● **YOUR OBJECTIVE**:
Both the line containing "participating in sync" and the line containing "an empty clock" belong to the span. Output exactly that span from the listing below, and nothing outside it.

##### SOURCE DATA #####

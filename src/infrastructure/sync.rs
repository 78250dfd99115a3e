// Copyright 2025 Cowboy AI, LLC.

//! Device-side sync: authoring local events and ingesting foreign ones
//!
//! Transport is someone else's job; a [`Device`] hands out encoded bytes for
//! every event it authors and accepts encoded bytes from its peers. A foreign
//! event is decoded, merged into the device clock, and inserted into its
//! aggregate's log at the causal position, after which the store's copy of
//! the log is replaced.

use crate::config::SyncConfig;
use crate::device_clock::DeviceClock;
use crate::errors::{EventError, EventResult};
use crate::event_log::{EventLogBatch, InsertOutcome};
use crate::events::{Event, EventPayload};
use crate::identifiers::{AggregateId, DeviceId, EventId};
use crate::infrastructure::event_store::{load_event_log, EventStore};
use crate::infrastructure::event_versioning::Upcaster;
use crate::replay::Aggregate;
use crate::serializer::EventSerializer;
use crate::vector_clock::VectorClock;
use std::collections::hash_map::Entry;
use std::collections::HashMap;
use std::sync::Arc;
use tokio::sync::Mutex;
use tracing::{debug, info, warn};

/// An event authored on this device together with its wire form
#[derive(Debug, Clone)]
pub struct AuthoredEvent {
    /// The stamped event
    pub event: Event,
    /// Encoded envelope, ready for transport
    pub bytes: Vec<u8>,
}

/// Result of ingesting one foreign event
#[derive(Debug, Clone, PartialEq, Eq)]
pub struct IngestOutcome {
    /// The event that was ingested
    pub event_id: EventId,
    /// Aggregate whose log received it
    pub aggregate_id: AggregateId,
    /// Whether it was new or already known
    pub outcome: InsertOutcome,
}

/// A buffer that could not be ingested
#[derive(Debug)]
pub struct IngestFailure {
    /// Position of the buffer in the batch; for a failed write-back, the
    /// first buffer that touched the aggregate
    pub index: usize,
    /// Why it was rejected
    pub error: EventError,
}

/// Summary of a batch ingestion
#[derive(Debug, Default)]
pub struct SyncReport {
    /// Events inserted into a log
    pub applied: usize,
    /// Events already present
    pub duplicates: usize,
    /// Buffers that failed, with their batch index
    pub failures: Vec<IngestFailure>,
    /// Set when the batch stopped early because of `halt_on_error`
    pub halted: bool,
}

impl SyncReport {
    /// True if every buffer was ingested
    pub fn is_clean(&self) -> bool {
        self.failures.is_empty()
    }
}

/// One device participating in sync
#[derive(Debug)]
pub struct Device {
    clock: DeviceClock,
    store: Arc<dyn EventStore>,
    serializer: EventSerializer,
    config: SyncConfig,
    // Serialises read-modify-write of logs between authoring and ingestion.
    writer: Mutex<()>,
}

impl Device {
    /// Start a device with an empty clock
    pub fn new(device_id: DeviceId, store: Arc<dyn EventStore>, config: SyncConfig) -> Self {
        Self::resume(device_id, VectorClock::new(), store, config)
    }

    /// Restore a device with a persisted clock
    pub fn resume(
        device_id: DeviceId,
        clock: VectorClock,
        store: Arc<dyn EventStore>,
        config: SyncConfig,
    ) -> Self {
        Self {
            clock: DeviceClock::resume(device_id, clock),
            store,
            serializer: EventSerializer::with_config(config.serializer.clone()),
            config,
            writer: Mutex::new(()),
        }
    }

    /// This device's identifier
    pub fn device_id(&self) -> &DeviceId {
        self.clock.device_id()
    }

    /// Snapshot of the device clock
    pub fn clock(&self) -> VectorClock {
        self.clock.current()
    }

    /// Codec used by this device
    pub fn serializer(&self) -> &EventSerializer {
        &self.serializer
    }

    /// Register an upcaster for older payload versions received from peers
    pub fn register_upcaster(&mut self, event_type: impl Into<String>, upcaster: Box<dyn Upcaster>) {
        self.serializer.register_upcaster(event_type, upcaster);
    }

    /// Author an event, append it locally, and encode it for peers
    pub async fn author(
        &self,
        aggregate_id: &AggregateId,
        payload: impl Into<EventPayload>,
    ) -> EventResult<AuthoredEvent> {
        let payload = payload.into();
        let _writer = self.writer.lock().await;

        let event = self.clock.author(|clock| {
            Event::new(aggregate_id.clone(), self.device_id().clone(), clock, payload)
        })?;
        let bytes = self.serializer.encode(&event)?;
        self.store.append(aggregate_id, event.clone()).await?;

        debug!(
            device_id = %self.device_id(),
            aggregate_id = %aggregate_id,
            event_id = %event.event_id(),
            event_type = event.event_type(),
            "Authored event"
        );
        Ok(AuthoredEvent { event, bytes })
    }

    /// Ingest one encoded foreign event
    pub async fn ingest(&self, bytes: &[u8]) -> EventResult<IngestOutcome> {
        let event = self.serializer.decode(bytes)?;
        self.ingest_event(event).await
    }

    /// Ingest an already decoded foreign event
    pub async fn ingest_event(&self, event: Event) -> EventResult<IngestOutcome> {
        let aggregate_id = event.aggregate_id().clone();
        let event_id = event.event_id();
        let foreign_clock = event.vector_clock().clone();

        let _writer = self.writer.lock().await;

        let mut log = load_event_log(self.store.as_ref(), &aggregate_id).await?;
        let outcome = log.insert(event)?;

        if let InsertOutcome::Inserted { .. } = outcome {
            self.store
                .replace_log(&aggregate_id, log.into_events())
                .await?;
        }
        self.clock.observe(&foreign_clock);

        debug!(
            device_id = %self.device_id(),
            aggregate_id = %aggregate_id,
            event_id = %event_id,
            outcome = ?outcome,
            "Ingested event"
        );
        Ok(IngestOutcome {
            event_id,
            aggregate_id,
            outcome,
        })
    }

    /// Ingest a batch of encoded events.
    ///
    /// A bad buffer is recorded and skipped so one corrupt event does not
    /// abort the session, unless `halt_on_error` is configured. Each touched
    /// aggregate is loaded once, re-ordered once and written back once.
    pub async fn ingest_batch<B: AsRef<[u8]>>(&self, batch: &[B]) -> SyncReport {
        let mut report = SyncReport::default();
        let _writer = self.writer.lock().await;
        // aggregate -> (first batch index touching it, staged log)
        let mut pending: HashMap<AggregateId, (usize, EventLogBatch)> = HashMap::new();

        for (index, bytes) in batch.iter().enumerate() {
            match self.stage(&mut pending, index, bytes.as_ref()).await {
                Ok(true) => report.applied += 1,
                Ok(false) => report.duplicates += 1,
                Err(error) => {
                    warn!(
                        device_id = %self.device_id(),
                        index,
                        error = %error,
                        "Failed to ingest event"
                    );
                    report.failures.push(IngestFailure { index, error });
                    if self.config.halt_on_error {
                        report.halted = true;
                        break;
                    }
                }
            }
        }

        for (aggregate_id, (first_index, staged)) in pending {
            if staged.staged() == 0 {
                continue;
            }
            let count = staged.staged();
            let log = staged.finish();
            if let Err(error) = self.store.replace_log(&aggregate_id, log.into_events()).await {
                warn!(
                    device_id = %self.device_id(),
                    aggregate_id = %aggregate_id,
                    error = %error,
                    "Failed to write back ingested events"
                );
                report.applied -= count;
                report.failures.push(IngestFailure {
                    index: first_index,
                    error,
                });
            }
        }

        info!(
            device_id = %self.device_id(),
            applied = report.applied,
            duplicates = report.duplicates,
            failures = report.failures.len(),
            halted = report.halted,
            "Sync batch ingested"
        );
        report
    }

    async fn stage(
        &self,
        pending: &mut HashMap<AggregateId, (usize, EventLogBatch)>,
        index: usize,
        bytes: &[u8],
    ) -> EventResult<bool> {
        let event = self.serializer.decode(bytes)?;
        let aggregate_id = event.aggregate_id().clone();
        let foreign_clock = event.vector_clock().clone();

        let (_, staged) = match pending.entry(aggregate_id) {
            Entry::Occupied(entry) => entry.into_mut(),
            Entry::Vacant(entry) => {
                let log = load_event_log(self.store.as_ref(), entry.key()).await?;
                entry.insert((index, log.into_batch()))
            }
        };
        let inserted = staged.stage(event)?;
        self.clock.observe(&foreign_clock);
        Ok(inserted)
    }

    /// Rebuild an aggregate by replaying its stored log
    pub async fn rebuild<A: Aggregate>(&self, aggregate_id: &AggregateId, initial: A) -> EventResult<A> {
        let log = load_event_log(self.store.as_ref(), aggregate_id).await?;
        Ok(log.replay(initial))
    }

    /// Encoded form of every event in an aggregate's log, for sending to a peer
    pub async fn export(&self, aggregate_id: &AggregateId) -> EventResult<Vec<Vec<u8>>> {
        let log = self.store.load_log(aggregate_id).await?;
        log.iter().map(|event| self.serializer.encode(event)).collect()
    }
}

#####

● **ANSWER SPACE**:
/// One device participating in sync
#[derive(Debug)]
pub struct Device {
    clock: DeviceClock,
    store: Arc<dyn EventStore>,
    serializer: EventSerializer,
    config: SyncConfig,
    // Serialises read-modify-write of logs between authoring and ingestion.
    writer: Mutex<()>,
}

impl Device {
    /// Start a device with an empty clock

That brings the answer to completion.